Obrigada, Kátia. Aconteceu tudinho como aí está.
Espantoso! E tudo isso num blogue! Dá um curta-metragem espetacular. Vi o filme enquanto lia. Certa atriz assumiu D. Calu e fez do jeitinho que vc escreveu: deu show. E o final, como sempre, surpreendente como só vc sabe fazer. Parabéns é pouco. Esses textos precisam virar livro. Abr. Carlos
Carlos, obrigada por tanta gentileza.
Nauta.... Seu texto toca a nossa alma lá no fundo, como uma lembrança da infância.
G.
Sua vó lembra tanto minha babá! Essa história poderia ser dela, sabe?
Bjs
Adorei nauta uma delícia ler esse texto!
La increíble historia de la Areonauta y de su abuela de gran alma.

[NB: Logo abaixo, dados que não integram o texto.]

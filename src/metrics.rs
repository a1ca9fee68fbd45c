//! Operator Metrics
//!
//! Prometheus collectors registered in the default registry and exposed by
//! the `/metrics` endpoint.

use lazy_static::lazy_static;
use prometheus::{
    register_histogram, register_int_counter, register_int_counter_vec, register_int_gauge,
    Encoder, Histogram, IntCounter, IntCounterVec, IntGauge, TextEncoder,
};

lazy_static! {
    pub static ref RECONCILE_PASSES: IntCounterVec = register_int_counter_vec!(
        "csi_baremetal_operator_reconcile_passes_total",
        "Reconcile passes by result",
        &["result"]
    )
    .expect("Expected reconcile pass counter to register.");
    pub static ref RECONCILE_DURATION: Histogram = register_histogram!(
        "csi_baremetal_operator_reconcile_duration_seconds",
        "Duration of reconcile passes"
    )
    .expect("Expected reconcile duration histogram to register.");
    pub static ref RECONCILE_ERRORS: IntCounterVec = register_int_counter_vec!(
        "csi_baremetal_operator_reconcile_errors_total",
        "Errors reported by reconcile passes, by component",
        &["component"]
    )
    .expect("Expected reconcile error counter to register.");
    pub static ref NODE_REMOVALS: IntCounterVec = register_int_counter_vec!(
        "csi_baremetal_operator_node_removals_total",
        "Node identity removals by outcome",
        &["outcome"]
    )
    .expect("Expected node removal counter to register.");
    pub static ref POD_EVICTIONS: IntCounter = register_int_counter!(
        "csi_baremetal_operator_pod_evictions_total",
        "Driver pods evicted from nodes in planned downtime"
    )
    .expect("Expected pod eviction counter to register.");
    pub static ref PATCHER_RETRIES: IntCounter = register_int_counter!(
        "csi_baremetal_operator_scheduler_patch_retries_total",
        "Scheduler patch retries after the readiness timeout"
    )
    .expect("Expected patch retry counter to register.");
    pub static ref SCHEDULERS_PENDING: IntGauge = register_int_gauge!(
        "csi_baremetal_operator_schedulers_pending_restart",
        "Scheduler pods that have not restarted since the extender config changed"
    )
    .expect("Expected pending scheduler gauge to register.");
    pub static ref RESERVATIONS_CLEANED: IntCounter = register_int_counter!(
        "csi_baremetal_operator_reservations_cleaned_total",
        "Capacity reservations removed by the cleanup task"
    )
    .expect("Expected reservation cleanup counter to register.");
}

/// Render every registered metric in the text exposition format
pub fn render() -> crate::error::Result<String> {
    let encoder = TextEncoder::new();
    let mut buffer = Vec::new();
    encoder
        .encode(&prometheus::gather(), &mut buffer)
        .map_err(|e| crate::error::Error::Internal(format!("metrics encoding failed: {}", e)))?;
    String::from_utf8(buffer)
        .map_err(|e| crate::error::Error::Internal(format!("metrics are not UTF-8: {}", e)))
}

#[cfg(test)]
mod tests {
    use super::*;

    #[test]
    fn test_render_includes_registered_metrics() {
        PATCHER_RETRIES.inc();
        RECONCILE_PASSES.with_label_values(&["success"]).inc();
        let text = render().unwrap();
        assert!(text.contains("csi_baremetal_operator_scheduler_patch_retries_total"));
        assert!(text.contains("csi_baremetal_operator_reconcile_passes_total"));
    }
}
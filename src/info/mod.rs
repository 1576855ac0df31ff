// Builds the per-command info report about the requesting user and the current chat.

pub mod format;
pub mod lookup;

pub use format::render_report;
pub use lookup::{AdminEntry, ChatDetails, ChatLookup, LookupError, MemberRecord, MemberStatus};

use chrono::{DateTime, Utc};
use lookup::fallback;
use serde_json::Value;
use teloxide::types::{Chat, ChatId, Message, User, UserId};

/// Ids below this belong to the oldest generation of accounts.
pub const OLD_ACCOUNT_ID_LIMIT: u64 = 1_000_000_000;
/// Ids below this (and at least `OLD_ACCOUNT_ID_LIMIT`) are mid-generation accounts.
pub const MEDIUM_ACCOUNT_ID_LIMIT: u64 = 2_000_000_000;

/// Points contributed by each satisfied safety signal.
const SAFETY_POINTS: u8 = 20;

#[derive(Debug, Clone, Copy, PartialEq, Eq)]
pub enum ChatKind {
    Private,
    Group,
    Supergroup,
    Channel,
}

impl ChatKind {
    pub fn of(chat: &Chat) -> Self {
        if chat.is_private() {
            ChatKind::Private
        } else if chat.is_supergroup() {
            ChatKind::Supergroup
        } else if chat.is_channel() {
            ChatKind::Channel
        } else {
            ChatKind::Group
        }
    }

    pub fn is_private(self) -> bool {
        self == ChatKind::Private
    }

    pub fn as_str(self) -> &'static str {
        match self {
            ChatKind::Private => "private",
            ChatKind::Group => "group",
            ChatKind::Supergroup => "supergroup",
            ChatKind::Channel => "channel",
        }
    }
}

/// Rough account age, estimated from the numeric user id.
#[derive(Debug, Clone, Copy, PartialEq, Eq)]
pub enum AgeBucket {
    Old,
    Medium,
    New,
}

impl AgeBucket {
    pub fn from_user_id(id: u64) -> Self {
        if id < OLD_ACCOUNT_ID_LIMIT {
            AgeBucket::Old
        } else if id < MEDIUM_ACCOUNT_ID_LIMIT {
            AgeBucket::Medium
        } else {
            AgeBucket::New
        }
    }

    pub fn label(self) -> &'static str {
        match self {
            AgeBucket::Old => "Old (2015-2018)",
            AgeBucket::Medium => "Medium (2019-2021)",
            AgeBucket::New => "New (2022-2025)",
        }
    }
}

/// The five boolean heuristics behind the safety score.
#[derive(Debug, Clone, Copy, Default, PartialEq, Eq)]
pub struct SafetySignals {
    pub has_username: bool,
    pub has_photo: bool,
    pub has_bio: bool,
    pub is_premium: bool,
    pub is_old_account: bool,
}

impl SafetySignals {
    /// 0..=100 in steps of 20.
    pub fn score(self) -> u8 {
        [
            self.has_username,
            self.has_photo,
            self.has_bio,
            self.is_premium,
            self.is_old_account,
        ]
        .into_iter()
        .filter(|signal| *signal)
        .count() as u8
            * SAFETY_POINTS
    }
}

/// Who asked, and where. Everything here comes straight from the inbound update.
#[derive(Debug, Clone, PartialEq, Eq)]
pub struct InfoRequest {
    pub user_id: u64,
    pub username: Option<String>,
    pub first_name: String,
    pub last_name: Option<String>,
    pub language: Option<String>,
    pub is_premium: bool,
    pub is_bot: bool,
    pub chat_id: i64,
    pub chat_kind: ChatKind,
    pub chat_title: Option<String>,
}

impl InfoRequest {
    pub fn new(user: &User, chat: &Chat) -> Self {
        Self {
            user_id: user.id.0,
            username: user.username.clone(),
            first_name: user.first_name.clone(),
            last_name: user.last_name.clone(),
            language: user.language_code.clone(),
            is_premium: user.is_premium,
            is_bot: user.is_bot,
            chat_id: chat.id.0,
            chat_kind: ChatKind::of(chat),
            chat_title: chat.title().map(str::to_owned),
        }
    }

    /// `None` when the message carries no sender (e.g. channel posts).
    pub fn from_message(msg: &Message) -> Option<Self> {
        msg.from.as_ref().map(|user| Self::new(user, &msg.chat))
    }

    pub fn full_name(&self) -> String {
        match &self.last_name {
            Some(last) => format!("{} {}", self.first_name, last).trim().to_string(),
            None => self.first_name.trim().to_string(),
        }
    }
}

/// Everything the bot reports for one command. `None` means "unknown".
#[derive(Debug, Clone, PartialEq)]
pub struct InfoResult {
    pub user_id: u64,
    pub username: Option<String>,
    pub full_name: String,
    pub language: Option<String>,
    pub is_premium: bool,
    pub is_bot: bool,
    pub bio: Option<String>,
    pub photo_count: u32,

    pub chat_id: i64,
    pub chat_kind: ChatKind,
    pub title: Option<String>,
    pub member_count: Option<u32>,
    pub invite_link: Option<String>,

    pub is_admin: Option<bool>,
    pub owner: Option<AdminEntry>,
    pub admins: Option<Vec<AdminEntry>>,
    pub join_date: Option<DateTime<Utc>>,
    pub permissions: Option<Value>,

    pub age: AgeBucket,
    pub safety_score: u8,
}

#[derive(Debug, Default)]
struct GroupInfo {
    title: Option<String>,
    member_count: Option<u32>,
    invite_link: Option<String>,
    is_admin: Option<bool>,
    owner: Option<AdminEntry>,
    admins: Option<Vec<AdminEntry>>,
    join_date: Option<DateTime<Utc>>,
    permissions: Option<Value>,
}

/// First roster entry with creator status.
pub fn find_owner(admins: &[AdminEntry]) -> Option<&AdminEntry> {
    admins.iter().find(|a| a.status == MemberStatus::Creator)
}

/// Run every lookup for `requester`. Never fails: each lookup that errors
/// leaves only its own field unknown.
pub async fn aggregate<L>(lookup: &L, requester: &InfoRequest) -> InfoResult
where
    L: ChatLookup + Sync,
{
    let user = UserId(requester.user_id);
    let chat = ChatId(requester.chat_id);

    let (profile, photo_count) = tokio::join!(
        fallback("bio", lookup.chat_details(ChatId::from(user))),
        fallback("profile_photos", lookup.profile_photo_count(user)),
    );
    let bio = profile.and_then(|details| details.bio);
    let photo_count = photo_count.unwrap_or(0);

    let group = if requester.chat_kind.is_private() {
        GroupInfo::default()
    } else {
        group_info(lookup, requester, chat, user).await
    };

    let age = AgeBucket::from_user_id(requester.user_id);
    let safety_score = SafetySignals {
        has_username: requester.username.is_some(),
        has_photo: photo_count > 0,
        has_bio: bio.is_some(),
        is_premium: requester.is_premium,
        is_old_account: age == AgeBucket::Old,
    }
    .score();

    InfoResult {
        user_id: requester.user_id,
        username: requester.username.clone(),
        full_name: requester.full_name(),
        language: requester.language.clone(),
        is_premium: requester.is_premium,
        is_bot: requester.is_bot,
        bio,
        photo_count,
        chat_id: requester.chat_id,
        chat_kind: requester.chat_kind,
        title: group.title,
        member_count: group.member_count,
        invite_link: group.invite_link,
        is_admin: group.is_admin,
        owner: group.owner,
        admins: group.admins,
        join_date: group.join_date,
        permissions: group.permissions,
        age,
        safety_score,
    }
}

async fn group_info<L>(
    lookup: &L,
    requester: &InfoRequest,
    chat: ChatId,
    user: UserId,
) -> GroupInfo
where
    L: ChatLookup + Sync,
{
    let (member_count, member, admins, details) = tokio::join!(
        fallback("member_count", lookup.member_count(chat)),
        fallback("membership", lookup.chat_member(chat, user)),
        fallback("administrators", lookup.administrators(chat)),
        fallback("chat_details", lookup.chat_details(chat)),
    );

    let owner = admins.as_deref().and_then(find_owner).cloned();
    let (is_admin, join_date, permissions) = match member {
        Some(m) => (Some(m.status.is_admin()), m.until_date, Some(m.snapshot)),
        None => (None, None, None),
    };

    // The update's own title wins; getChat only fills in when it is missing.
    let (fetched_title, invite_link) = match details {
        Some(d) => (d.title, d.invite_link),
        None => (None, None),
    };

    GroupInfo {
        title: requester.chat_title.clone().or(fetched_title),
        member_count,
        invite_link,
        is_admin,
        owner,
        admins,
        join_date,
        permissions,
    }
}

Seu texto é a cara do nosso interior e de suas matriarcas surpeendentes. Parabéns.
bah, encantador!!!
beijos
Eu tb vi o filme enquanto lia... imaginei a cena na casa de minha avó e o trajeto nas ruas de Penedo. Lindo, Nauta!
Agora é minha vez...dá pra atualizaR!! heheheh bjao nauta!
amei o texto..e repassei a uma colega minha que é espírita..É um texto bastante interessante..É um tipo de narração em que podemos extrair reflexões com relação a vida e a morte.O texto revela as várias facetas do ser humano.Uma delas é do fazer de conta que está tudo bem e não admitir os seus verdadeiros sentimentos.Pode ser com medo de exteriorizar o que está no fundo da alma.Estamos cansados de saber que é mais fácil dizer que odiamos do que assumir que amamos alguém.Pode se tirar também desse texto a questão de não querermos encarar a realidade.bjs.suelem
Amei o post e concordo com o Carlos Barbosa. Esses textos deveriam virar livro, filme, tudo que tem direito!
Aero... tu sabes escrever mermo, mesmo, de mesmo.
Arrasaste, essamenina.
Beijo de maria (às lágrimas)
Perfeito. Como são complexos os sentimentos humanos!
Abraços.
Belo texto. Fez-me lembrar de meu pai; parecia com esse velho... mas a morte é também redenção. E as sem-razões do amor não admitem poréns. Quando esses textos do blog virarem livro, vou fazer questão de ter o meu exemplar - autografado!